In Print: Chemistry Labs Sound Like Music

The Newscripts blog would like to be closer Internet buddies with our glossy print Newscripts column, so here we highlight what’s going on in the current issue of C&EN. Sticking with the music theme from yesterday's Newscripts blog post, C&EN Senior Editor Linda Wang explores how chemistry instruments are turning into chemistry instrumentals in this week's print edition of Newscripts. While Linda wasn't able to cover the entire breadth of chemistry-inspired music currently popping up online (such as the above piece from musical act Boy in a Band), she was able to profile John LaCava. LaCava, a musician and biology research associate at Rockefeller University who describes himself as "just a young punk from the wrong side of the tracks" who "got sucked into science while studying biotechnology at MassBay Community College" (you know, like all hoodlums), posts music he and his bandmates create using lab equipment such as centrifuges and magnetic stir bars to the website Sounds of Science.

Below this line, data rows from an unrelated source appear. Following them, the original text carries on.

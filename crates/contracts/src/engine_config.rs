//! Engine tunables shared by the emission model, fusion and aggregation stages.
//!
//! Defaults reproduce the BS-VI reference constants. Every section is optional
//! in the blueprint; a missing section falls back to its `Default`.

use serde::{Deserialize, Serialize};

/// Complete engine configuration
#[derive(Debug, Clone, Default, PartialEq, Serialize, Deserialize)]
pub struct EngineConfig {
    #[serde(default)]
    pub model: EmissionModelConfig,

    #[serde(default)]
    pub alerts: AlertThresholds,

    #[serde(default)]
    pub window: WindowConfig,

    #[serde(default)]
    pub fusion: FusionConfig,
}

/// Emission model coefficients
#[derive(Debug, Clone, PartialEq, Serialize, Deserialize)]
#[serde(default)]
pub struct EmissionModelConfig {
    /// Baseline heavy-duty diesel emission factor (g/km)
    pub base_emission_factor: f64,
    /// Extra g/km per 1000 kg of cargo
    pub load_penalty_per_1000kg: f64,
    /// Lower bound of the optimal speed band (km/h, inclusive)
    pub optimal_speed_min: f64,
    /// Upper bound of the optimal speed band (km/h, inclusive)
    pub optimal_speed_max: f64,
    /// Multiplier increase per km/h below the band
    pub low_speed_slope: f64,
    /// Multiplier increase per km/h above the band
    pub high_speed_slope: f64,
    /// Idling emission rate (g/s)
    pub idle_emission_rate_g_per_s: f64,
    /// Idle seconds attributed to a single stationary reading
    pub idle_cap_seconds: u32,
    /// Below this speed the vehicle counts as stationary (km/h)
    pub stationary_speed_kmh: f64,
    /// Distance assumed per moving reading (km)
    pub reading_distance_km: f64,
}

impl Default for EmissionModelConfig {
    fn default() -> Self {
        Self {
            base_emission_factor: 650.0,
            load_penalty_per_1000kg: 25.0,
            optimal_speed_min: 40.0,
            optimal_speed_max: 70.0,
            low_speed_slope: 2.5 / 40.0,
            high_speed_slope: 2.5 / 50.0,
            idle_emission_rate_g_per_s: 8.5,
            idle_cap_seconds: 10,
            stationary_speed_kmh: 1.0,
            reading_distance_km: 0.1,
        }
    }
}

/// Alert classification thresholds
#[derive(Debug, Clone, PartialEq, Serialize, Deserialize)]
#[serde(default)]
pub struct AlertThresholds {
    pub idle_warning_seconds: u32,
    pub idle_critical_seconds: u32,
    /// Rate above which a moving vehicle raises an emission spike (g/km)
    pub emission_spike_g_per_km: f64,
    /// Spikes are only raised above this speed (km/h)
    pub spike_min_speed_kmh: f64,
    /// Rate used to quantify wasted CO₂ in critical idle messages (g/s)
    pub idle_waste_rate_g_per_s: f64,
}

impl Default for AlertThresholds {
    fn default() -> Self {
        Self {
            idle_warning_seconds: 60,
            idle_critical_seconds: 120,
            emission_spike_g_per_km: 35.0,
            spike_min_speed_kmh: 5.0,
            idle_waste_rate_g_per_s: 8.5,
        }
    }
}

/// Tumbling window configuration
#[derive(Debug, Clone, PartialEq, Eq, Serialize, Deserialize)]
#[serde(default)]
pub struct WindowConfig {
    /// Bucket length in milliseconds
    pub duration_ms: u64,
    /// How long past a bucket's end records are still folded in
    pub lateness_ms: u64,
}

impl Default for WindowConfig {
    fn default() -> Self {
        Self {
            duration_ms: 5 * 60 * 1000,
            lateness_ms: 30 * 1000,
        }
    }
}

/// Stream fusion configuration
#[derive(Debug, Clone, PartialEq, Eq, Serialize, Deserialize)]
#[serde(default)]
pub struct FusionConfig {
    /// Telemetry readings retained per vehicle
    pub telemetry_history: usize,
}

impl Default for FusionConfig {
    fn default() -> Self {
        Self {
            telemetry_history: 32,
        }
    }
}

Click here to check out some of their mad beats, including Linda's favorite, "96 Tubes." Taking a step back into the past, Linda's column also discusses recent research into a proposed method for preserving China's Terra-Cotta Army Warriors. The clay sculptures that were buried with the first Chinese emperor long ago as a means of protecting him in the afterlife are at risk of deterioration caused by air pollutants and heat. To combat this problem, researchers suggest using instruments similar to air conditioners to form a protective "air curtain" around the sculptures. "I think it’s a fantastic idea!" says Linda. "I don’t mind having the invisible curtain if it means others will be able to enjoy the relics for years to come." So, as Linda puts it, "if you’re interested in making music with science or using science to aid in cultural preservation, this Newscripts column may be just for...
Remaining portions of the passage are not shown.